### WORK TO BE COMPLETED
Print the lines of the data, starting with the first, up to and including the line where "verdicts on whether" appears.

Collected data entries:
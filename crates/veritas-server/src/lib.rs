//! HTTP surface: router, handlers, and upload-artifact lifecycle.
//!
//! ## Crate Position
//!
//! Depends on: veritas-core, veritas-engine.
//! Depended on by: the root binary.

pub mod handlers;
pub mod server;
pub mod uploads;

pub use server::{build_router, start, AppState, ServerConfig, ServerHandle};
pub use uploads::TempArtifact;
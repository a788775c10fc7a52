//! Fixed instruction and sampling settings for the analysis model.

/// System persona sent with every analysis request.
pub const SYSTEM_PERSONA: &str = "\
You are The Lie Detector, the flamboyant host of a truth-or-deception game show. \
You read transcripts of short spoken recordings and deliver dramatic, entertaining \
verdicts on whether the speaker is lying. Your analysis leans on classic linguistic \
tells: hedging, distancing language, over-explanation, lack of sensory detail, \
excessive qualification, filler words, inconsistent timelines, and overly rehearsed \
phrasing. Be theatrical, but ground every claim in what the transcript actually says. \
Never refuse a verdict.";

/// Sampling temperature for verdict generation.
pub const TEMPERATURE: f64 = 0.8;

/// Response-length cap in tokens.
pub const MAX_TOKENS: u32 = 1000;
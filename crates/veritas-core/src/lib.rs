//! Domain types shared across the veritas crates.
//!
//! ## Crate Position
//!
//! Standalone (no veritas crate dependencies).
//! Depended on by: veritas-llm, veritas-engine, veritas-server.

pub mod challenge;
pub mod errors;
pub mod provider;
pub mod security;
pub mod types;

pub use challenge::{Challenge, ChallengeKind};
pub use errors::{AnalyzeError, ServiceError};
pub use provider::{CompletionRequest, GenerationService, TranscriptionService};
pub use security::ApiKey;
pub use types::{AnalysisMode, AnalysisVerdict, CriteriaScores, TranscriptionResult, Verdict};
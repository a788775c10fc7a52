//! Analysis pipeline: prompt construction, result parsing, and the
//! orchestrator that sequences the two external calls.
//!
//! ## Crate Position
//!
//! Depends on: veritas-core.
//! Depended on by: veritas-server.

pub mod analyzer;
pub mod parser;
pub mod persona;
pub mod prompt;

pub use analyzer::{Analysis, Analyzer};
pub use parser::parse_verdict;
pub use prompt::build_prompt;
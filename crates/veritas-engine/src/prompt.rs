use veritas_core::types::AnalysisMode;

/// Section markers the analysis model is told to emit and the parser
/// matches verbatim. Changing one side without the other breaks standard
/// mode parsing.
pub const BREAKDOWN_MARKER: &str = "🎯 THE BREAKDOWN:";
pub const SIGNALS_MARKER: &str = "🔍 SUSPICIOUS SIGNALS:";
pub const EXPLANATION_MARKER: &str = "💡 THE VERDICT EXPLAINED:";

/// Build the user prompt for the analysis model.
///
/// Pure — unit-testable without network access. Pace is computed against
/// `max(duration_seconds, 1)` so a zero or missing duration never divides
/// by zero.
pub fn build_prompt(
    transcript: &str,
    duration_seconds: f64,
    mode: AnalysisMode,
    challenge_prompt: Option<&str>,
) -> String {
    let word_count = transcript.split_whitespace().count();
    let pace = word_count as f64 / duration_seconds.max(1.0);

    let mut prompt = match mode {
        AnalysisMode::Party => format!(
            "The contestant spoke for {duration_seconds:.1} seconds \
             ({word_count} words, {pace:.1} words/sec).\n\
             Transcript: \"{transcript}\"\n\n\
             Score the performance. Respond with ONLY a JSON object — no markdown, \
             no code fences, no text outside the object — with exactly these keys:\n\
             {{\"verdict\": \"TRUTH\" or \"DECEPTION\", \
             \"confidence\": <integer between 50 and 99>, \
             \"scores\": {{\"deception\": <0.0-10.0>, \"conviction\": <0.0-10.0>, \
             \"creativity\": <0.0-10.0>, \"detail\": <0.0-10.0>, \
             \"entertainment\": <0.0-10.0>}}, \
             \"totalScore\": <sum of the five scores>, \
             \"breakdown\": \"<what stood out in their delivery>\", \
             \"signals\": \"<the tells you spotted>\", \
             \"judgment\": \"<your dramatic ruling>\", \
             \"tip\": \"<one tip to lie better next time>\"}}\n\
             Every score must carry decimal precision — 7.3, never 7."
        ),
        AnalysisMode::Standard => format!(
            "The speaker talked for {duration_seconds:.1} seconds \
             ({word_count} words, {pace:.1} words/sec).\n\
             Transcript: \"{transcript}\"\n\n\
             Deliver your verdict in exactly this layout:\n\
             VERDICT: TRUTH or DECEPTION\n\
             CONFIDENCE: <number between 0 and 100>%\n\
             {BREAKDOWN_MARKER}\n<your read on what they said>\n\
             {SIGNALS_MARKER}\n<the specific tells you spotted>\n\
             {EXPLANATION_MARKER}\n<your dramatic closing judgment>"
        ),
    };

    if let Some(challenge) = challenge_prompt {
        prompt.push_str(&format!(
            "\n\nContext: the speaker was responding to this challenge: \"{challenge}\""
        ));
    }

    prompt
}
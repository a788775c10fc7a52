//! OpenAI-backed implementations of the transcription and generation
//! service traits, plus mock implementations for deterministic tests.
//!
//! ## Crate Position
//!
//! Depends on: veritas-core.
//! Depended on by: veritas-server (and the root binary).

pub mod mock;
pub mod openai;
pub mod transcribe;

pub use mock::{MockCompleter, MockTranscriber};
pub use openai::ChatCompleter;
pub use transcribe::WhisperTranscriber;
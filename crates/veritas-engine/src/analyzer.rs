use std::path::Path;
use std::sync::Arc;

use tracing::instrument;

use veritas_core::errors::AnalyzeError;
use veritas_core::provider::{CompletionRequest, GenerationService, TranscriptionService};
use veritas_core::types::{AnalysisMode, AnalysisVerdict};

use crate::parser;
use crate::persona;
use crate::prompt;

/// Result of a full analysis pass: the normalized verdict plus the
/// transcript it was based on.
#[derive(Clone, Debug)]
pub struct Analysis {
    pub transcript: String,
    pub duration_seconds: f64,
    pub verdict: AnalysisVerdict,
}

/// Sequences transcription, prompt construction, generation, and parsing.
///
/// Holds no per-request state. A failure at either external call aborts
/// the request — there are no retries and no partial results. Artifact
/// cleanup is the caller's scope guard, not this type's concern.
pub struct Analyzer {
    transcription: Arc<dyn TranscriptionService>,
    generation: Arc<dyn GenerationService>,
}

impl Analyzer {
    pub fn new(
        transcription: Arc<dyn TranscriptionService>,
        generation: Arc<dyn GenerationService>,
    ) -> Self {
        Self {
            transcription,
            generation,
        }
    }

    #[instrument(skip(self, audio, challenge_prompt), fields(mode = ?mode))]
    pub async fn analyze(
        &self,
        audio: &Path,
        mode: AnalysisMode,
        challenge_prompt: Option<&str>,
    ) -> Result<Analysis, AnalyzeError> {
        let transcription = self
            .transcription
            .transcribe(audio)
            .await
            .map_err(AnalyzeError::Transcription)?;
        tracing::debug!(
            chars = transcription.text.len(),
            duration = transcription.duration_seconds,
            "transcription complete"
        );

        let user = prompt::build_prompt(
            &transcription.text,
            transcription.duration_seconds,
            mode,
            challenge_prompt,
        );
        let request = CompletionRequest {
            system: persona::SYSTEM_PERSONA.to_string(),
            user,
            temperature: persona::TEMPERATURE,
            max_tokens: persona::MAX_TOKENS,
        };

        let raw = self
            .generation
            .complete(&request)
            .await
            .map_err(AnalyzeError::Generation)?;

        let verdict = parser::parse_verdict(&raw, mode);
        tracing::debug!(
            verdict = verdict.verdict.as_str(),
            confidence = verdict.confidence,
            "verdict parsed"
        );

        Ok(Analysis {
            transcript: transcription.text,
            duration_seconds: transcription.duration_seconds,
            verdict,
        })
    }
}
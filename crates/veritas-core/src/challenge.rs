use rand::Rng;
use serde::Serialize;

/// The six challenge templates the host can pose.
#[derive(Clone, Copy, Debug, PartialEq, Eq, Hash, Serialize)]
#[serde(rename_all = "snake_case")]
pub enum ChallengeKind {
    TwoTruths,
    QuickFire,
    Alibi,
    NeverHaveIEver,
    TallTale,
    HotSeat,
}

const ALL_KINDS: [ChallengeKind; 6] = [
    ChallengeKind::TwoTruths,
    ChallengeKind::QuickFire,
    ChallengeKind::Alibi,
    ChallengeKind::NeverHaveIEver,
    ChallengeKind::TallTale,
    ChallengeKind::HotSeat,
];

/// Yes/no questions for the quick-fire round.
const QUICK_FIRE_QUESTIONS: &[&str] = &[
    "Have you ever pretended to be sick to skip work or school?",
    "Have you ever read someone else's messages without permission?",
    "Have you ever taken credit for something you didn't do?",
    "Have you ever laughed at a joke you didn't understand?",
    "Have you ever regifted a present?",
    "Have you ever lied about your age?",
    "Have you ever blamed a pet for something you did?",
    "Have you ever secretly disliked a friend's cooking and said it was great?",
];

/// Interrogation-style alibi prompts.
const ALIBI_QUESTIONS: &[&str] = &[
    "Where were you last Friday at 9pm, and who can confirm it?",
    "Walk us through exactly what you ate for breakfast this morning.",
    "What did you do in the first hour after you woke up yesterday?",
    "Describe the last phone call you made, in detail.",
    "What was the last thing you bought, and where were you standing when you paid?",
    "Who was the last person you spoke to before walking in here?",
];

/// Statements for the never-have-I-ever round.
const NEVER_HAVE_I_EVER: &[&str] = &[
    "Never have I ever sung loudly in the car thinking no one could see me.",
    "Never have I ever sent a text to the wrong person and denied it.",
    "Never have I ever returned something after using it.",
    "Never have I ever forgotten someone's name mid-conversation.",
    "Never have I ever pretended to know a band to impress someone.",
    "Never have I ever stalked an ex on social media.",
    "Never have I ever eaten food that fell on the floor.",
];

/// One prompt the recording booth poses to the speaker. Immutable once
/// drawn; the `kind` field travels on the wire as `type`.
#[derive(Clone, Debug, Serialize)]
pub struct Challenge {
    #[serde(rename = "type")]
    pub kind: ChallengeKind,
    pub title: String,
    pub instruction: String,
    #[serde(skip_serializing_if = "Option::is_none")]
    pub question: Option<String>,
}

impl Challenge {
    /// Draw a challenge uniformly at random from the catalog. Kinds with a
    /// question list additionally draw one entry uniformly. Deterministic
    /// given a seeded `rng`.
    pub fn draw<R: Rng + ?Sized>(rng: &mut R) -> Self {
        let kind = ALL_KINDS[rng.gen_range(0..ALL_KINDS.len())];
        Self::for_kind(kind, rng)
    }

    /// Convenience wrapper over [`Challenge::draw`] using the thread RNG.
    pub fn random() -> Self {
        Self::draw(&mut rand::thread_rng())
    }

    fn for_kind<R: Rng + ?Sized>(kind: ChallengeKind, rng: &mut R) -> Self {
        match kind {
            ChallengeKind::TwoTruths => Self {
                kind,
                title: "Two Truths and a Lie".into(),
                instruction: "Tell us three short things about yourself. Two must be true, \
                              one must be a lie. Don't say which is which."
                    .into(),
                question: None,
            },
            ChallengeKind::QuickFire => Self {
                kind,
                title: "Quick Fire".into(),
                instruction: "Answer the question out loud with a yes or a no, then keep \
                              talking about it for ten seconds."
                    .into(),
                question: Some(pick(rng, QUICK_FIRE_QUESTIONS).into()),
            },
            ChallengeKind::Alibi => Self {
                kind,
                title: "The Alibi".into(),
                instruction: "You're being questioned. Answer with as much detail as you can."
                    .into(),
                question: Some(pick(rng, ALIBI_QUESTIONS).into()),
            },
            ChallengeKind::NeverHaveIEver => Self {
                kind,
                title: "Never Have I Ever".into(),
                instruction: "React to the statement. Tell us whether you've done it, and \
                              the story behind it if there is one."
                    .into(),
                question: Some(pick(rng, NEVER_HAVE_I_EVER).into()),
            },
            ChallengeKind::TallTale => Self {
                kind,
                title: "Tall Tale".into(),
                instruction: "Tell a thirty-second story that is either completely true or \
                              completely made up."
                    .into(),
                question: None,
            },
            ChallengeKind::HotSeat => Self {
                kind,
                title: "The Hot Seat".into(),
                instruction: "Confess something trivial you've never told anyone — or make \
                              one up and sell it."
                    .into(),
                question: None,
            },
        }
    }

    /// One-line description handed to the prompt builder as context for
    /// what the speaker was responding to.
    pub fn prompt_context(&self) -> String {
        match &self.question {
            Some(q) => format!("{} — {}", self.title, q),
            None => format!("{} — {}", self.title, self.instruction),
        }
    }
}

fn pick<'a, R: Rng + ?Sized>(rng: &mut R, list: &'a [&'a str]) -> &'a str {
    list[rng.gen_range(0..list.len())]
}
use std::path::Path;
use std::time::Duration;

use async_trait::async_trait;
use reqwest::multipart;
use reqwest::Client;
use secrecy::ExposeSecret;
use serde::Deserialize;
use tracing::instrument;

use veritas_core::errors::ServiceError;
use veritas_core::provider::TranscriptionService;
use veritas_core::security::ApiKey;
use veritas_core::types::TranscriptionResult;

const API_URL: &str = "https://api.openai.com/v1/audio/transcriptions";
const DEFAULT_MODEL: &str = "whisper-1";
const CONNECT_TIMEOUT: Duration = Duration::from_secs(10);

/// Verbose response from the transcription endpoint. `verbose_json` is
/// requested so the audio duration comes back alongside the text.
#[derive(Debug, Deserialize)]
struct VerboseTranscription {
    text: String,
    #[serde(default)]
    duration: Option<f64>,
}

/// Whisper speech-to-text client over the multipart upload endpoint.
pub struct WhisperTranscriber {
    client: Client,
    api_key: ApiKey,
    model: String,
}

impl WhisperTranscriber {
    pub fn new(api_key: ApiKey, model: Option<&str>) -> Self {
        Self {
            client: Client::builder()
                .connect_timeout(CONNECT_TIMEOUT)
                .build()
                .expect("failed to build HTTP client"),
            api_key,
            model: model.unwrap_or(DEFAULT_MODEL).to_string(),
        }
    }
}

#[async_trait]
impl TranscriptionService for WhisperTranscriber {
    fn name(&self) -> &str {
        "whisper"
    }

    #[instrument(skip(self), fields(audio = %audio.display(), model = %self.model))]
    async fn transcribe(&self, audio: &Path) -> Result<TranscriptionResult, ServiceError> {
        let bytes = tokio::fs::read(audio)
            .await
            .map_err(|e| ServiceError::Io(format!("read audio artifact: {e}")))?;

        let file_name = audio
            .file_name()
            .and_then(|n| n.to_str())
            .unwrap_or("recording.webm")
            .to_string();

        let part = multipart::Part::bytes(bytes)
            .file_name(file_name)
            .mime_str("audio/webm")
            .map_err(|e| ServiceError::InvalidRequest(e.to_string()))?;

        let form = multipart::Form::new()
            .text("model", self.model.clone())
            .text("response_format", "verbose_json")
            .part("file", part);

        let resp = self
            .client
            .post(API_URL)
            .header(
                "Authorization",
                format!("Bearer {}", self.api_key.0.expose_secret()),
            )
            .multipart(form)
            .send()
            .await
            .map_err(|e| ServiceError::NetworkError(e.to_string()))?;

        if !resp.status().is_success() {
            let status = resp.status().as_u16();
            let body = resp.text().await.unwrap_or_default();
            return Err(ServiceError::from_status(status, body));
        }

        let payload: VerboseTranscription = resp
            .json()
            .await
            .map_err(|e| ServiceError::MalformedResponse(e.to_string()))?;

        Ok(TranscriptionResult {
            text: payload.text,
            // Absent duration (plain `json` format, API drift) degrades to
            // zero; the prompt builder's pace guard covers it.
            duration_seconds: payload.duration.unwrap_or(0.0).max(0.0),
        })
    }
}

#[cfg(test)]
mod tests {
    use super::*;
    use secrecy::SecretString;

    #[test]
    fn provider_properties() {
        let t = WhisperTranscriber::new(ApiKey(SecretString::from("k")), None);
        assert_eq!(t.name(), "whisper");
        assert_eq!(t.model, DEFAULT_MODEL);
    }

    #[test]
    fn verbose_response_with_duration() {
        let payload: VerboseTranscription =
            serde_json::from_str(r#"{"text":"hello there","duration":3.25,"language":"en"}"#)
                .unwrap();
        assert_eq!(payload.text, "hello there");
        assert_eq!(payload.duration, Some(3.25));
    }

    #[test]
    fn verbose_response_without_duration() {
        let payload: VerboseTranscription = serde_json::from_str(r#"{"text":"hi"}"#).unwrap();
        assert_eq!(payload.text, "hi");
        assert!(payload.duration.is_none());
    }

    #[tokio::test]
    async fn missing_file_is_io_error() {
        let t = WhisperTranscriber::new(ApiKey(SecretString::from("k")), None);
        let err = t
            .transcribe(Path::new("/nonexistent/veritas-test.webm"))
            .await
            .unwrap_err();
        assert_eq!(err.error_kind(), "io");
    }
}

### ANSWER FOR THIS EXERCISE
filename crates/veritas-server/src/lib.rs
//! HTTP surface: router, handlers, and upload-artifact lifecycle.
//!
//! ## Crate Position
//!
//! Depends on: veritas-core, veritas-engine.
//! Depended on by: the root binary.

pub mod handlers;
pub mod server;
pub mod uploads;

pub use server::{build_router, start, AppState, ServerConfig, ServerHandle};
pub use uploads::TempArtifact;
repository a788775c10fc7a52
//! Fixed instruction and sampling settings for the analysis model.

/// System persona sent with every analysis request.
pub const SYSTEM_PERSONA: &str = "\
You are The Lie Detector, the flamboyant host of a truth-or-deception game show. \
You read transcripts of short spoken recordings and deliver dramatic, entertaining \
verdicts on whether the speaker is lying. Your analysis leans on classic linguistic \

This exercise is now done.